• _What you need to do_: Write out the data below exactly, beginning with the first line and ending once the line that has "let mut output = String::new();" is written.

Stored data
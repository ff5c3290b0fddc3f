//! Host environment detection.
//!
//! Determines the OS family, architecture, privilege level, and available
//! package managers. The probe runs once per invocation and produces an
//! immutable [`HostProfile`]. Detection order for the OS family:
//!
//! 1. Kernel identification string (`uname -s`)
//! 2. OS hint environment variables (`OS`, `OSTYPE`)
//! 3. Fallback to `unknown`

pub mod detection;
pub mod profile;

pub use detection::{is_wsl_release, probe, ProbeInputs};
pub use profile::{
    ElevationHelper, HostProfile, LinuxPackageManager, OsFamily, PackageManager, Privilege,
};
//! Table rendering for formatted output.

use console::measure_text_width;

/// A simple boxed table.
#[derive(Debug)]
pub struct Table {
    headers: Vec<String>,
    rows: Vec<Vec<String>>,
    column_widths: Vec<usize>,
}

impl Table {
    /// Create a new table with the given headers.
    pub fn new(headers: Vec<&str>) -> Self {
        let headers: Vec<String> = headers.iter().map(|s| s.to_string()).collect();
        let column_widths = headers.iter().map(|h| measure_text_width(h)).collect();

        Self {
            headers,
            rows: Vec::new(),
            column_widths,
        }
    }

    /// Add a row to the table.
    pub fn add_row(&mut self, row: Vec<&str>) {
        let row: Vec<String> = row.iter().map(|s| s.to_string()).collect();

        for (i, cell) in row.iter().enumerate() {
            if i < self.column_widths.len() {
                self.column_widths[i] = self.column_widths[i].max(measure_text_width(cell));
            }
        }

        self.rows.push(row);
    }

    /// Get the number of rows.
    pub fn row_count(&self) -> usize {
        self.rows.len()
    }

    /// Check if the table is empty.
    pub fn is_empty(&self) -> bool {
        self.rows.is_empty()
    }

    /// Render the table as a string.
    pub fn render(&self) -> String {
        let mut output = String::new();

        output.push_str(&self.render_border('┌', '┬', '┐'));
        output.push('\n');
        output.push_str(&self.render_row(&self.headers));
        output.push('\n');
        output.push_str(&self.render_border('├', '┼', '┤'));
        output.push('\n');

        for row in &self.rows {
            output.push_str(&self.render_row(row));
            output.push('\n');
        }

        output.push_str(&self.render_border('└', '┴', '┘'));

        output
    }

    fn render_border(&self, left: char, mid: char, right: char) -> String {
        let mut s = String::new();
        s.push(left);

        for (i, width) in self.column_widths.iter().enumerate() {
            s.push_str(&"─".repeat(width + 2));
            if i < self.column_widths.len() - 1 {
                s.push(mid);
            }
        }

        s.push(right);
        s
    }

    fn render_row(&self, row: &[String]) -> String {
        let mut s = String::from("│");

        for (i, width) in self.column_widths.iter().enumerate() {
            let cell = row.get(i).map(|s| s.as_str()).unwrap_or("");
            // pad by display width so styled or wide cells still line up
            let pad = width.saturating_sub(measure_text_width(cell));
            s.push(' ');
            s.push_str(cell);
            s.push_str(&" ".repeat(pad));
            s.push_str(" │");
        }

        s
    }
}

#[cfg(test)]
mod tests {
    use super::*;

    #[test]
    fn table_empty() {
        let table = Table::new(vec!["A", "B"]);
        assert!(table.is_empty());
        assert_eq!(table.row_count(), 0);
    }

    #[test]
    fn table_widens_columns() {
        let mut table = Table::new(vec!["Dependency", "Status"]);
        table.add_row(vec!["python", "already satisfied"]);
        let rendered = table.render();
        let lines: Vec<&str> = rendered.lines().collect();
        assert_eq!(lines.len(), 5);
        assert!(lines[1].contains("Dependency"));
        assert!(lines[3].contains("already satisfied"));
        // all lines have equal display width
        let widths: Vec<usize> = lines.iter().map(|l| measure_text_width(l)).collect();
        assert!(widths.windows(2).all(|w| w[0] == w[1]));
    }

    #[test]
    fn short_rows_are_padded() {
        let mut table = Table::new(vec!["A", "B", "C"]);
        table.add_row(vec!["x"]);
        assert!(table.render().contains("│ x │"));
    }
}
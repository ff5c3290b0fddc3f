//! Command dispatching.
//!
//! This module provides the core command infrastructure:
//! - [`Command`] trait for implementing commands
//! - [`CommandResult`] for uniform result reporting
//! - [`CommandContext`] for what every command shares
//! - [`CommandDispatcher`] for routing CLI subcommands

use crate::cli::args::{Cli, Commands, RunArgs};
use crate::config::SetupConfig;
use crate::environment::{probe, HostProfile};
use crate::error::Result;
use crate::requirements::EnvironmentOverlay;
use crate::shell::{CommandRunner, SystemRunner};
use crate::ui::UserInterface;

/// Trait for command implementations.
///
/// Each CLI subcommand implements this trait to provide its execution logic.
pub trait Command {
    /// Execute the command.
    ///
    /// # Arguments
    ///
    /// * `ui` - User interface for displaying output and prompts
    ///
    /// # Returns
    ///
    /// A [`CommandResult`] indicating success/failure and exit code.
    fn execute(&self, ui: &mut dyn UserInterface) -> Result<CommandResult>;
}

/// Result of command execution.
#[derive(Debug)]
pub struct CommandResult {
    /// Whether the command succeeded.
    pub success: bool,

    /// Exit code to use (0 for success, non-zero for failure).
    pub exit_code: i32,
}

impl CommandResult {
    /// Create a successful result.
    pub fn success() -> Self {
        Self {
            success: true,
            exit_code: 0,
        }
    }

    /// Create a failure result.
    pub fn failure(exit_code: i32) -> Self {
        Self {
            success: false,
            exit_code,
        }
    }

    /// Result matching a process exit code.
    pub fn from_exit_code(exit_code: i32) -> Self {
        if exit_code == 0 {
            Self::success()
        } else {
            Self::failure(exit_code)
        }
    }
}

/// Everything a command needs besides its own arguments.
#[derive(Clone, Copy)]
pub struct CommandContext<'a> {
    pub config: &'a SetupConfig,
    pub runner: &'a dyn CommandRunner,
    /// Print machine-readable JSON instead of human output.
    pub json: bool,
}

impl<'a> CommandContext<'a> {
    /// Discover the search path and probe the host.
    pub fn detect(&self) -> (EnvironmentOverlay, HostProfile) {
        let overlay = EnvironmentOverlay::discover();
        let host = probe(self.runner, &overlay);
        (overlay, host)
    }
}

/// Dispatches CLI commands to their implementations.
pub struct CommandDispatcher {
    config: SetupConfig,
    runner: Box<dyn CommandRunner>,
    json: bool,
}

impl CommandDispatcher {
    /// Create a dispatcher that runs real subprocesses.
    pub fn new(config: SetupConfig) -> Self {
        Self {
            config,
            runner: Box::new(SystemRunner),
            json: false,
        }
    }

    /// Use a different command runner.
    pub fn with_runner(mut self, runner: Box<dyn CommandRunner>) -> Self {
        self.runner = runner;
        self
    }

    /// Emit JSON reports.
    pub fn with_json(mut self, json: bool) -> Self {
        self.json = json;
        self
    }

    /// Get the loaded configuration.
    pub fn config(&self) -> &SetupConfig {
        &self.config
    }

    fn context(&self) -> CommandContext<'_> {
        CommandContext {
            config: &self.config,
            runner: self.runner.as_ref(),
            json: self.json,
        }
    }

    /// Dispatch and execute a command.
    ///
    /// Routes the CLI subcommand to the appropriate command implementation
    /// and executes it.
    pub fn dispatch(&self, cli: &Cli, ui: &mut dyn UserInterface) -> Result<CommandResult> {
        let ctx = self.context();
        match &cli.command {
            Some(Commands::Run(args)) => super::run::RunCommand::new(ctx, args.clone()).execute(ui),
            Some(Commands::Check) => super::check::CheckCommand::new(ctx).execute(ui),
            Some(Commands::Plan) => super::plan::PlanCommand::new(ctx).execute(ui),
            Some(Commands::Update(args)) => {
                super::update::UpdateCommand::new(ctx, args.clone()).execute(ui)
            }
            Some(Commands::Completions(args)) => {
                super::completions::CompletionsCommand::new(args.clone()).execute(ui)
            }
            None => super::run::RunCommand::new(ctx, RunArgs::default()).execute(ui),
        }
    }
}
impl ProbeInputs {
    /// Collect inputs from the real host.
    pub fn gather(runner: &dyn CommandRunner, overlay: &EnvironmentOverlay) -> Self {
        Self::gather_with_env(runner, overlay, |key: &str| std::env::var(key))
    }

    /// Collect inputs with a custom env var lookup function.
    ///
    /// This allows testing without modifying actual environment variables.
    pub fn gather_with_env<F>(runner: &dyn CommandRunner, overlay: &EnvironmentOverlay, env_fn: F) -> Self
    where
        F: Fn(&str) -> Result<String, std::env::VarError>,
    {
        let uname = |flag: &str| -> Option<String> {
            runner
                .locate("uname", overlay)
                .and_then(|_| {
                    runner
                        .capture(&Invocation::new("uname", [flag]), overlay)
                        .ok()
                })
                .filter(|r| r.success)
                .and_then(|r| first_line(&r.stdout))
        };

        let kernel_name = uname("-s");
        let kernel_release = std::fs::read_to_string(OSRELEASE_PATH)
            .ok()
            .and_then(|s| first_line(&s))
            .or_else(|| uname("-r"));
        let machine = uname("-m");

        let os_env = env_fn("OS").ok();
        let elevated = os_env
            .as_deref()
            .is_some_and(|os| os.eq_ignore_ascii_case("Windows_NT"))
            && windows_elevated(runner, overlay);

        let on_path = interesting_programs()
            .into_iter()
            .filter(|p| runner.locate(p, overlay).is_some())
            .map(String::from)
            .collect();

        Self {
            kernel_name,
            kernel_release,
            machine,
            os_env,
            ostype_env: env_fn("OSTYPE").ok(),
            processor_env: env_fn("PROCESSOR_ARCHITECTURE").ok(),
            euid: effective_uid(),
            elevated,
            on_path,
        }
    }

    fn has(&self, program: &str) -> bool {
        self.on_path.contains(program)
    }
}

/// Whether the current Windows token is elevated, from `whoami /groups`.
fn windows_elevated(runner: &dyn CommandRunner, overlay: &EnvironmentOverlay) -> bool {
    if runner.locate("whoami", overlay).is_none() {
        return false;
    }
    runner
        .capture(&Invocation::new("whoami", ["/groups"]), overlay)
        .is_ok_and(|r| r.success && ELEVATED_SIDS.iter().any(|sid| r.stdout.contains(sid)))
}

/// Probe the host. Never fails: unrecognized hosts become [`OsFamily::Unknown`].
pub fn probe(runner: &dyn CommandRunner, overlay: &EnvironmentOverlay) -> HostProfile {
    let inputs = ProbeInputs::gather(runner, overlay);
    tracing::debug!("probe inputs: {:?}", inputs);
    HostProfile::classify(&inputs)
}

/// Map a kernel identification string to an OS family.
fn family_from_kernel(kernel: &str, release: Option<&str>) -> Option<OsFamily> {
    let k = kernel.trim().to_lowercase();
    if k == "linux" {
        return Some(if release.is_some_and(is_wsl_release) {
            OsFamily::Wsl
        } else {
            OsFamily::Linux
        });
    }
    if k == "darwin" {
        return Some(OsFamily::MacOs);
    }
    if k == "freebsd" {
        return Some(OsFamily::FreeBsd);
    }
    if ["mingw", "msys", "cygwin", "windows"]
        .iter()
        .any(|p| k.starts_with(p))
    {
        return Some(OsFamily::Windows);
    }
    None
}

/// Map OS hint environment variables to an OS family.
fn family_from_hint(os_env: Option<&str>, ostype: Option<&str>) -> Option<OsFamily> {
    if os_env.is_some_and(|v| v.eq_ignore_ascii_case("Windows_NT")) {
        return Some(OsFamily::Windows);
    }
    let t = ostype?.to_lowercase();
    if t.starts_with("linux") {
        Some(OsFamily::Linux)
    } else if t.starts_with("darwin") {
        Some(OsFamily::MacOs)
    } else if t.starts_with("freebsd") {
        Some(OsFamily::FreeBsd)
    } else if t.starts_with("msys") || t.starts_with("cygwin") || t.starts_with("win") {
        Some(OsFamily::Windows)
    } else {
        None
    }
}

/// Whether a Linux kernel release string marks a WSL kernel.
pub fn is_wsl_release(release: &str) -> bool {
    let r = release.to_lowercase();
    r.contains("microsoft") || r.contains("wsl")
}

/// Normalize architecture names across `uname -m` and Windows spellings.
fn normalize_arch(raw: &str) -> String {
    match raw.trim().to_lowercase().as_str() {
        "amd64" | "x64" => "x86_64".to_string(),
        "arm64" => "aarch64".to_string(),
        other => other.to_string(),
    }
}

impl HostProfile {
    /// Classify collected inputs into a profile.
    pub fn classify(inputs: &ProbeInputs) -> Self {
        let os_family = classify_os(inputs);

        let arch = inputs
            .machine
            .as_deref()
            .or(inputs.processor_env.as_deref())
            .map(normalize_arch)
            .unwrap_or_else(|| std::env::consts::ARCH.to_string());

        let elevation = if inputs.has("sudo") {
            Some(ElevationHelper::Sudo)
        } else if inputs.has("doas") {
            Some(ElevationHelper::Doas)
        } else {
            None
        };

        let privilege = if inputs.euid == Some(0) || inputs.elevated {
            Privilege::Root
        } else if elevation.is_some() {
            Privilege::ElevatedAvailable
        } else {
            tracing::warn!(
                "not running as root and neither sudo nor doas was found; system package installs will be skipped"
            );
            Privilege::Unprivileged
        };

        let linux_pkg_manager = if os_family.uses_linux_packages() {
            LinuxPackageManager::ALL
                .into_iter()
                .find(|pm| inputs.has(pm.binary()))
        } else {
            None
        };
        if os_family.uses_linux_packages() && linux_pkg_manager.is_none() {
            tracing::warn!(
                "{}",
                SetupError::DetectionAmbiguous {
                    what: "package manager".to_string(),
                    detail: "no supported Linux package manager on the search path".to_string(),
                }
            );
        }

        let package_managers = PackageManager::ALL
            .into_iter()
            .filter(|pm| inputs.has(pm.binary()))
            // `pkg` is only FreeBSD's manager when we are on FreeBSD
            .filter(|pm| *pm != PackageManager::Pkg || os_family == OsFamily::FreeBsd)
            .collect();

        Self {
            os_family,
            arch,
            privilege,
            linux_pkg_manager,
            elevation,
            package_managers,
        }
    }
}

fn classify_os(inputs: &ProbeInputs) -> OsFamily {
    if let Some(kernel) = inputs.kernel_name.as_deref() {
        if let Some(family) = family_from_kernel(kernel, inputs.kernel_release.as_deref()) {
            tracing::debug!("os family {} from kernel '{}'", family, kernel);
            return family;
        }
    }

    if let Some(family) = family_from_hint(inputs.os_env.as_deref(), inputs.ostype_env.as_deref())
    {
        let family = if family == OsFamily::Linux
            && inputs.kernel_release.as_deref().is_some_and(is_wsl_release)
        {
            OsFamily::Wsl
        } else {
            family
        };
        tracing::debug!("os family {} from environment hint", family);
        return family;
    }

    tracing::warn!(
        "{}",
        SetupError::DetectionAmbiguous {
            what: "operating system".to_string(),
            detail: format!(
                "kernel reported {:?}, no usable OS hint",
                inputs.kernel_name.as_deref().unwrap_or("nothing")
            ),
        }
    );
    OsFamily::Unknown
}
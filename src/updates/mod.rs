//! Update checking for the target package.
//!
//! This module provides:
//! - Latest-release lookup against the package index
//! - Upgrading through the host's package manager

pub mod upgrade;
pub mod version;

pub use upgrade::upgrade;
pub use version::{check_for_update, check_latest, is_newer_version, UpdateInfo, USER_AGENT};
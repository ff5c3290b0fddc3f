//! Upgrading the target package in place.

use crate::environment::HostProfile;
use crate::requirements::{
    resolve_upgrade, DependencySpec, EnvironmentOverlay, Executor, Interpreter, Outcome,
    OutcomeStatus,
};
use crate::shell::CommandRunner;
use crate::ui::UserInterface;

/// Upgrade `spec` with the host's package manager.
///
/// Only Python distributions can be upgraded; anything else fails without
/// running a command. pip upgrades run through `interpreter`.
pub fn upgrade(
    spec: &DependencySpec,
    host: &HostProfile,
    interpreter: &Interpreter,
    runner: &dyn CommandRunner,
    overlay: &mut EnvironmentOverlay,
    ui: &mut dyn UserInterface,
) -> Outcome {
    let Some(distribution) = spec.python_distribution() else {
        return Outcome::new(
            &spec.name,
            spec.required,
            OutcomeStatus::Failed,
            "only Python packages can be upgraded",
        );
    };

    let strategies = resolve_upgrade(host, interpreter, distribution);
    Executor::new(runner, host).execute(spec, &strategies, overlay, ui)
}

#[cfg(test)]
mod tests {
    use super::*;
    use crate::environment::{OsFamily, PackageManager, Privilege};
    use crate::requirements::{DependencyRegistry, Scanner};
    use crate::shell::MockRunner;
    use crate::ui::MockUI;

    #[test]
    fn upgrades_with_pipx_when_present() {
        let runner = MockRunner::new()
            .with_tool("python3", "Python 3.12.1")
            .with_tool("pipx", "1.7.1")
            .on_run_installing_module("pipx upgrade wrkmon", "python3", "wrkmon", "1.5.0");
        let host = HostProfile::new(OsFamily::Linux, Privilege::Unprivileged)
            .with_package_manager(PackageManager::Pipx);
        let registry = DependencyRegistry::new();
        let spec = registry.get("wrkmon").unwrap();
        let mut ui = MockUI::new();

        let interp = Interpreter::default_for(host.os_family);

        let outcome = upgrade(
            spec,
            &host,
            &interp,
            &runner,
            &mut EnvironmentOverlay::default(),
            &mut ui,
        );

        assert_eq!(outcome.status, OutcomeStatus::Installed);
        assert!(runner.has_run("pipx upgrade wrkmon"));
    }

    #[test]
    fn falls_back_to_pip_user_upgrade() {
        let runner = MockRunner::new()
            .with_tool("python3", "Python 3.12.1")
            .on_run_installing_module(
                "python3 -m pip install --user --upgrade wrkmon",
                "python3",
                "wrkmon",
                "1.5.0",
            );
        let host = HostProfile::new(OsFamily::MacOs, Privilege::Unprivileged);
        let registry = DependencyRegistry::new();
        let spec = registry.get("wrkmon").unwrap();
        let mut ui = MockUI::new();

        let interp = Interpreter::default_for(host.os_family);

        let outcome = upgrade(
            spec,
            &host,
            &interp,
            &runner,
            &mut EnvironmentOverlay::default(),
            &mut ui,
        );

        assert_eq!(outcome.status, OutcomeStatus::Installed);
    }

    #[test]
    fn pip_upgrade_uses_the_found_interpreter() {
        let runner = MockRunner::new()
            .with_tool("python", "Python 3.11.4")
            .on_run_installing_module(
                "python -m pip install --user --upgrade wrkmon",
                "python",
                "wrkmon",
                "1.5.0",
            );
        let host = HostProfile::new(OsFamily::Linux, Privilege::Unprivileged);
        let registry = DependencyRegistry::new();
        let overlay = EnvironmentOverlay::default();
        let interp = Scanner::new(&runner)
            .interpreter(registry.python().unwrap(), &overlay)
            .unwrap();
        let mut ui = MockUI::new();

        let outcome = upgrade(
            registry.get("wrkmon").unwrap(),
            &host,
            &interp,
            &runner,
            &mut overlay.clone(),
            &mut ui,
        );

        assert_eq!(outcome.status, OutcomeStatus::Installed);
        assert!(!runner.has_run("python3"));
    }

    #[test]
    fn binary_dependencies_are_not_upgraded() {
        let runner = MockRunner::new();
        let host = HostProfile::new(OsFamily::Linux, Privilege::Root);
        let registry = DependencyRegistry::new();
        let mut ui = MockUI::new();

        let outcome = upgrade(
            registry.get("mpv").unwrap(),
            &host,
            &Interpreter::default_for(host.os_family),
            &runner,
            &mut EnvironmentOverlay::default(),
            &mut ui,
        );

        assert_eq!(outcome.status, OutcomeStatus::Failed);
        assert!(runner.runs().is_empty());
    }
}
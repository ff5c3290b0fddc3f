//! The bootstrap sequence.
//!
//! Dependencies are handled strictly in registry order. Each one is
//! scanned, resolved, confirmed with the user and installed before the
//! next begins, and its outcome is printed as soon as it is known. A
//! required dependency that ends in `Failed` stops the run; everything
//! after it is reported as not attempted.

use tracing::{debug, warn};

use crate::environment::HostProfile;
use crate::error::Result;
use crate::requirements::{
    plan, DependencyRegistry, DependencySpec, EnvironmentOverlay, Executor, Interpreter, Outcome,
    OutcomeStatus, Plan, Scanner,
};
use crate::shell::CommandRunner;
use crate::ui::{Prompt, UserInterface};

use super::report::Report;

/// Options for a bootstrap run.
#[derive(Debug, Clone, Default)]
pub struct RunOptions {
    /// Install without asking.
    pub assume_yes: bool,
    /// Do not install optional dependencies.
    pub skip_optional: bool,
}

/// Drives the scan, resolve, install, verify loop over a registry.
pub struct Bootstrap<'a> {
    registry: &'a DependencyRegistry,
    host: &'a HostProfile,
    runner: &'a dyn CommandRunner,
}

impl<'a> Bootstrap<'a> {
    pub fn new(
        registry: &'a DependencyRegistry,
        host: &'a HostProfile,
        runner: &'a dyn CommandRunner,
    ) -> Self {
        Self {
            registry,
            host,
            runner,
        }
    }

    /// Bring every dependency to a satisfied state, in order.
    pub fn run(
        &self,
        options: &RunOptions,
        overlay: &mut EnvironmentOverlay,
        ui: &mut dyn UserInterface,
    ) -> Result<Report> {
        let mut report = Report::new(self.host.clone());
        let specs = self.registry.specs();
        let total = specs.len();

        debug!("bootstrap on {}", self.host);

        for (index, spec) in specs.iter().enumerate() {
            ui.show_progress(index + 1, total);
            let outcome = self.run_one(spec, options, overlay, ui)?;
            let fatal = outcome.is_fatal();
            report.outcomes.push(outcome);

            if fatal {
                report.not_attempted = specs[index + 1..]
                    .iter()
                    .map(|s| s.name.clone())
                    .collect();
                warn!(
                    "{} is required and could not be installed; stopping",
                    spec.name
                );
                break;
            }
        }

        report.finished_at = chrono::Utc::now();
        ui.show_run_summary(&report.summary());
        Ok(report)
    }

    fn run_one(
        &self,
        spec: &DependencySpec,
        options: &RunOptions,
        overlay: &mut EnvironmentOverlay,
        ui: &mut dyn UserInterface,
    ) -> Result<Outcome> {
        let scanner = Scanner::new(self.runner);
        let mut spinner = ui.start_spinner(&format!("Checking {}...", spec.name));

        let interpreter = self.interpreter_for(spec, &scanner, overlay);
        let strategies = match plan(spec, self.host, &scanner, overlay, interpreter.as_ref()) {
            Plan::AlreadySatisfied { by, found } => {
                let outcome = satisfied(spec, &by, found.version.clone(), &found.to_string());
                spinner.finish_success(&format!("{}: {}", spec.name, outcome.detail));
                return Ok(outcome);
            }
            Plan::Install(strategies) => strategies,
        };
        spinner.finish_skipped(&format!("{}: not found", spec.name));

        if !spec.required && options.skip_optional {
            let outcome = Outcome::new(
                &spec.name,
                false,
                OutcomeStatus::SkippedOptional,
                "skipped (optional)",
            );
            ui.show_outcome(&outcome);
            return Ok(outcome);
        }

        if !options.assume_yes {
            let prompt = Prompt::confirm(
                format!("install_{}", spec.name),
                format!("{} ({}) is missing. Install it now?", spec.name, spec.description),
                true,
            );
            if !ui.confirm(&prompt)? {
                let outcome = Outcome::new(&spec.name, spec.required, declined(spec), "declined");
                ui.show_outcome(&outcome);
                return Ok(outcome);
            }
        }

        ui.show_header(&format!("Installing {}", spec.name));
        let outcome = Executor::new(self.runner, self.host).execute(spec, &strategies, overlay, ui);
        ui.show_outcome(&outcome);
        Ok(outcome)
    }

    /// Scan every dependency without installing anything.
    pub fn check(&self, overlay: &EnvironmentOverlay) -> Report {
        let scanner = Scanner::new(self.runner);
        let mut report = Report::new(self.host.clone());

        for spec in self.registry.specs() {
            let outcome = match scanner.satisfied_by(spec, overlay) {
                Some((by, found)) => {
                    satisfied(spec, &by, found.version.clone(), &found.to_string())
                }
                None => Outcome::new(&spec.name, spec.required, declined(spec), "not found"),
            };
            report.outcomes.push(outcome);
        }

        report
    }

    /// What a run would do for each dependency, without executing anything.
    pub fn plans(&self, overlay: &EnvironmentOverlay) -> Vec<(&'a DependencySpec, Plan)> {
        let scanner = Scanner::new(self.runner);
        self.registry
            .specs()
            .iter()
            .map(|spec| {
                let interpreter = self.interpreter_for(spec, &scanner, overlay);
                (spec, plan(spec, self.host, &scanner, overlay, interpreter.as_ref()))
            })
            .collect()
    }

    /// The interpreter that installs `spec`, for Python distributions.
    ///
    /// Re-scanned each time so an interpreter installed earlier in the run
    /// is picked up through the overlay.
    fn interpreter_for(
        &self,
        spec: &DependencySpec,
        scanner: &Scanner<'_>,
        overlay: &EnvironmentOverlay,
    ) -> Option<Interpreter> {
        spec.python_distribution()?;
        let python = self.registry.python()?;
        scanner.interpreter(python, overlay)
    }
}

fn satisfied(
    spec: &DependencySpec,
    by: &str,
    version: Option<semver::Version>,
    found: &str,
) -> Outcome {
    let detail = if by == spec.name {
        found.to_string()
    } else {
        format!("satisfied by {} ({})", by, found)
    };
    Outcome::new(&spec.name, spec.required, OutcomeStatus::AlreadySatisfied, detail)
        .with_version(version)
}

/// Status for a dependency that will not be installed.
fn declined(spec: &DependencySpec) -> OutcomeStatus {
    if spec.required {
        OutcomeStatus::Failed
    } else {
        OutcomeStatus::SkippedOptional
    }
}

• _Written response_:
repository ff5c3290b0fddc3f
//! Host environment detection.
//!
//! Determines the OS family, architecture, privilege level, and available
//! package managers. The probe runs once per invocation and produces an
//! immutable [`HostProfile`]. Detection order for the OS family:
//!
//! 1. Kernel identification string (`uname -s`)
//! 2. OS hint environment variables (`OS`, `OSTYPE`)
//! 3. Fallback to `unknown`

pub mod detection;
pub mod profile;

pub use detection::{is_wsl_release, probe, ProbeInputs};
pub use profile::{
    ElevationHelper, HostProfile, LinuxPackageManager, OsFamily, PackageManager, Privilege,
};
//! Table rendering for formatted output.

use console::measure_text_width;

/// A simple boxed table.
#[derive(Debug)]
pub struct Table {
    headers: Vec<String>,
    rows: Vec<Vec<String>>,
    column_widths: Vec<usize>,
}

impl Table {
    /// Create a new table with the given headers.
    pub fn new(headers: Vec<&str>) -> Self {
        let headers: Vec<String> = headers.iter().map(|s| s.to_string()).collect();
        let column_widths = headers.iter().map(|h| measure_text_width(h)).collect();

        Self {
            headers,
            rows: Vec::new(),
            column_widths,
        }
    }

    /// Add a row to the table.
    pub fn add_row(&mut self, row: Vec<&str>) {
        let row: Vec<String> = row.iter().map(|s| s.to_string()).collect();

        for (i, cell) in row.iter().enumerate() {
            if i < self.column_widths.len() {
                self.column_widths[i] = self.column_widths[i].max(measure_text_width(cell));
            }
        }

        self.rows.push(row);
    }

    /// Get the number of rows.
    pub fn row_count(&self) -> usize {
        self.rows.len()
    }

    /// Check if the table is empty.
    pub fn is_empty(&self) -> bool {
        self.rows.is_empty()
    }

    /// Render the table as a string.
    pub fn render(&self) -> String {
        let mut output = String::new();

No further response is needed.